(Beginning of DATASET ENTRIES)

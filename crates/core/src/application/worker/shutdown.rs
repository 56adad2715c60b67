// Worker Shutdown Token

use tokio::sync::watch;

/// Shutdown signal for graceful termination
#[derive(Clone)]
pub struct ShutdownToken {
    rx: watch::Receiver<bool>,
}

impl ShutdownToken {
    /// Check if shutdown was requested
    pub fn is_shutdown(&self) -> bool {
        *self.rx.borrow()
    }

    /// Wait for shutdown signal
    pub async fn wait(&mut self) {
        let _ = self.rx.changed().await;
    }
}

/// Shutdown sender
pub struct ShutdownSender {
    tx: watch::Sender<bool>,
}

impl ShutdownSender {
    /// Signal shutdown to all workers
    pub fn shutdown(&self) {
        let _ = self.tx.send(true);
    }
}

/// Create a shutdown channel
pub fn shutdown_channel() -> (ShutdownSender, ShutdownToken) {
    let (tx, rx) = watch::channel(false);
    (ShutdownSender { tx }, ShutdownToken { rx })
}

(End of DATASET ENTRIES)

EXERCISE DETAILS: Everything from the line containing "let _ = self.rx.changed().await;" through the final line of the listing, inclusive, must be reproduced exactly; leave out the rest.

SOLUTION TO THIS PROBLEM:
        let _ = self.rx.changed().await;
    }
}

/// Shutdown sender
pub struct ShutdownSender {
    tx: watch::Sender<bool>,
}

impl ShutdownSender {
    /// Signal shutdown to all workers
    pub fn shutdown(&self) {
        let _ = self.tx.send(true);
    }
}

/// Create a shutdown channel
pub fn shutdown_channel() -> (ShutdownSender, ShutdownToken) {
    let (tx, rx) = watch::channel(false);
    (ShutdownSender { tx }, ShutdownToken { rx })
}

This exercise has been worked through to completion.